Problem details: Print each of the entries exactly, leaving nothing out.

Information provided:
BEGIN

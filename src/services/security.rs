use axum::{
    body::Body,
    http::{header, HeaderName, HeaderValue, Request},
    response::Response,
};
use std::{future::Future, pin::Pin};
use tower::{Layer, Service};

/// Headers stamped on every response. Bodies carry session tokens, so
/// nothing may be cached.
const SECURITY_HEADERS: [(HeaderName, &str); 6] = [
    (header::X_CONTENT_TYPE_OPTIONS, "nosniff"),
    (header::X_FRAME_OPTIONS, "DENY"),
    (header::X_XSS_PROTECTION, "1; mode=block"),
    (header::STRICT_TRANSPORT_SECURITY, "max-age=31536000; includeSubDomains"),
    (header::REFERRER_POLICY, "no-referrer"),
    (header::CACHE_CONTROL, "no-store"),
];

#[derive(Clone, Copy, Default)]
pub struct SecurityHeadersLayer;

impl<S> Layer<S> for SecurityHeadersLayer {
    type Service = SecurityHeadersService<S>;

    fn layer(&self, inner: S) -> Self::Service {
        SecurityHeadersService { inner }
    }
}

#[derive(Clone)]
pub struct SecurityHeadersService<S> {
    inner: S,
}

impl<S> Service<Request<Body>> for SecurityHeadersService<S>
where
    S: Service<Request<Body>, Response = Response> + Clone + Send + 'static,
    S::Future: Send,
{
    type Response = Response;
    type Error = S::Error;
    type Future = Pin<Box<dyn Future<Output = Result<Self::Response, Self::Error>> + Send>>;

    fn poll_ready(&mut self, cx: &mut std::task::Context<'_>) -> std::task::Poll<Result<(), Self::Error>> {
        self.inner.poll_ready(cx)
    }

    fn call(&mut self, request: Request<Body>) -> Self::Future {
        let future = self.inner.call(request);

        Box::pin(async move {
            let mut response = future.await?;
            let headers = response.headers_mut();
            for (name, value) in SECURITY_HEADERS {
                // Handlers may set a stricter value of their own.
                headers
                    .entry(name)
                    .or_insert(HeaderValue::from_static(value));
            }
            Ok(response)
        })
    }
}
use axum::http::StatusCode;
use serde_json::json;

use crate::common::{test_email, test_password, TestContext};
use hazel::modules::auth::model::TokenScope;
use hazel::services::mailer::VERIFY_EMAIL_TEMPLATE;

#[tokio::test]
async fn register_with_valid_data_returns_created() {
    let ctx = TestContext::new().await;
    let email = test_email();

    let response = ctx.register("Ada", &email, test_password()).await;

    response.assert_status(StatusCode::CREATED);

    let body: serde_json::Value = response.json();
    assert_eq!(body["user"]["name"], "Ada");
    assert_eq!(body["user"]["email"], email.as_str());
    assert_eq!(body["user"]["verified"], false);
    assert!(body["user"].get("createdAt").is_some());
    assert!(body["user"].get("lastModified").is_some());
    assert!(body["user"].get("password").is_none()); // Hash never leaves the service
    assert!(body["user"].get("passwordHash").is_none());
}

#[tokio::test]
async fn register_stores_hashed_code_and_mails_the_raw_one() {
    let ctx = TestContext::new().await;
    let email = test_email();

    ctx.register("Ada", &email, test_password()).await;
    let code = ctx.verification_code(&email).await;

    assert_eq!(code.len(), 6);
    assert!(code.chars().all(|c| c.is_ascii_digit()));
    assert_eq!(ctx.store.credential_count(TokenScope::Verification), 1);
    assert_eq!(ctx.mailer.sent_to(&email, VERIFY_EMAIL_TEMPLATE).len(), 1);

    let user = ctx.store.stored_user(&email).unwrap();
    assert_ne!(user.password_hash, test_password());
    assert!(user.password_hash.starts_with("$argon2id$"));
}

#[tokio::test]
async fn register_with_duplicate_email_returns_conflict() {
    let ctx = TestContext::new().await;
    let email = test_email();

    ctx.register("Ada", &email, test_password())
        .await
        .assert_status(StatusCode::CREATED);

    let response = ctx.register("Someone Else", &email, "another-pass").await;

    response.assert_status(StatusCode::CONFLICT);
    let body: serde_json::Value = response.json();
    assert!(body.get("error").is_some());
    assert_eq!(ctx.metrics.auth_count("register", "duplicate"), 1);
}

#[tokio::test]
async fn register_with_invalid_email_returns_unprocessable() {
    let ctx = TestContext::new().await;

    let response = ctx.register("Ada", "invalid-email", test_password()).await;

    response.assert_status(StatusCode::UNPROCESSABLE_ENTITY);
}

#[tokio::test]
async fn register_with_short_password_returns_unprocessable() {
    let ctx = TestContext::new().await;

    let response = ctx.register("Ada", &test_email(), "short").await;

    response.assert_status(StatusCode::UNPROCESSABLE_ENTITY);
    assert!(ctx.store.credential_count(TokenScope::Verification) == 0);
}

#[tokio::test]
async fn register_with_malformed_json_returns_bad_request() {
    let ctx = TestContext::new().await;

    let response = ctx
        .server
        .post("/api/v1/auth/register")
        .json(&json!({ "name": "Ada" }))
        .await;

    response.assert_status(StatusCode::BAD_REQUEST);
}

END

Task output:
filename src/services/security.rs
use axum::{
    body::Body,
    http::{header, HeaderName, HeaderValue, Request},
    response::Response,
};
use std::{future::Future, pin::Pin};
use tower::{Layer, Service};

/// Headers stamped on every response. Bodies carry session tokens, so
/// nothing may be cached.
const SECURITY_HEADERS: [(HeaderName, &str); 6] = [
    (header::X_CONTENT_TYPE_OPTIONS, "nosniff"),
    (header::X_FRAME_OPTIONS, "DENY"),
    (header::X_XSS_PROTECTION, "1; mode=block"),
    (header::STRICT_TRANSPORT_SECURITY, "max-age=31536000; includeSubDomains"),
    (header::REFERRER_POLICY, "no-referrer"),
    (header::CACHE_CONTROL, "no-store"),
];

#[derive(Clone, Copy, Default)]
pub struct SecurityHeadersLayer;

impl<S> Layer<S> for SecurityHeadersLayer {
    type Service = SecurityHeadersService<S>;

    fn layer(&self, inner: S) -> Self::Service {
        SecurityHeadersService { inner }
    }
}

#[derive(Clone)]
pub struct SecurityHeadersService<S> {
    inner: S,
}

impl<S> Service<Request<Body>> for SecurityHeadersService<S>
where
    S: Service<Request<Body>, Response = Response> + Clone + Send + 'static,
    S::Future: Send,
{
    type Response = Response;
    type Error = S::Error;
    type Future = Pin<Box<dyn Future<Output = Result<Self::Response, Self::Error>> + Send>>;

    fn poll_ready(&mut self, cx: &mut std::task::Context<'_>) -> std::task::Poll<Result<(), Self::Error>> {
        self.inner.poll_ready(cx)
    }

    fn call(&mut self, request: Request<Body>) -> Self::Future {
        let future = self.inner.call(request);

        Box::pin(async move {
            let mut response = future.await?;
            let headers = response.headers_mut();
            for (name, value) in SECURITY_HEADERS {
                // Handlers may set a stricter value of their own.
                headers
                    .entry(name)
                    .or_insert(HeaderValue::from_static(value));
            }
            Ok(response)
        })
    }
}
use axum::http::StatusCode;
use serde_json::json;

use crate::common::{test_email, test_password, TestContext};
use hazel::modules::auth::model::TokenScope;
use hazel::services::mailer::VERIFY_EMAIL_TEMPLATE;

#[tokio::test]
async fn register_with_valid_data_returns_created() {
    let ctx = TestContext::new().await;
    let email = test_email();

    let response = ctx.register("Ada", &email, test_password()).await;

    response.assert_status(StatusCode::CREATED);

    let body: serde_json::Value = response.json();
    assert_eq!(body["user"]["name"], "Ada");
    assert_eq!(body["user"]["email"], email.as_str());
    assert_eq!(body["user"]["verified"], false);
    assert!(body["user"].get("createdAt").is_some());
    assert!(body["user"].get("lastModified").is_some());
    assert!(body["user"].get("password").is_none()); // Hash never leaves the service
    assert!(body["user"].get("passwordHash").is_none());
}

#[tokio::test]
async fn register_stores_hashed_code_and_mails_the_raw_one() {
    let ctx = TestContext::new().await;
    let email = test_email();

    ctx.register("Ada", &email, test_password()).await;
    let code = ctx.verification_code(&email).await;

    assert_eq!(code.len(), 6);
    assert!(code.chars().all(|c| c.is_ascii_digit()));
    assert_eq!(ctx.store.credential_count(TokenScope::Verification), 1);
    assert_eq!(ctx.mailer.sent_to(&email, VERIFY_EMAIL_TEMPLATE).len(), 1);

    let user = ctx.store.stored_user(&email).unwrap();
    assert_ne!(user.password_hash, test_password());
    assert!(user.password_hash.starts_with("$argon2id$"));
}

#[tokio::test]
async fn register_with_duplicate_email_returns_conflict() {
    let ctx = TestContext::new().await;
    let email = test_email();

    ctx.register("Ada", &email, test_password())
        .await
        .assert_status(StatusCode::CREATED);

    let response = ctx.register("Someone Else", &email, "another-pass").await;

    response.assert_status(StatusCode::CONFLICT);
    let body: serde_json::Value = response.json();
    assert!(body.get("error").is_some());
    assert_eq!(ctx.metrics.auth_count("register", "duplicate"), 1);
}

#[tokio::test]
async fn register_with_invalid_email_returns_unprocessable() {
    let ctx = TestContext::new().await;

    let response = ctx.register("Ada", "invalid-email", test_password()).await;

    response.assert_status(StatusCode::UNPROCESSABLE_ENTITY);
}

#[tokio::test]
async fn register_with_short_password_returns_unprocessable() {
    let ctx = TestContext::new().await;

    let response = ctx.register("Ada", &test_email(), "short").await;

    response.assert_status(StatusCode::UNPROCESSABLE_ENTITY);
    assert!(ctx.store.credential_count(TokenScope::Verification) == 0);
}

#[tokio::test]
async fn register_with_malformed_json_returns_bad_request() {
    let ctx = TestContext::new().await;

    let response = ctx
        .server
        .post("/api/v1/auth/register")
        .json(&json!({ "name": "Ada" }))
        .await;

    response.assert_status(StatusCode::BAD_REQUEST);
}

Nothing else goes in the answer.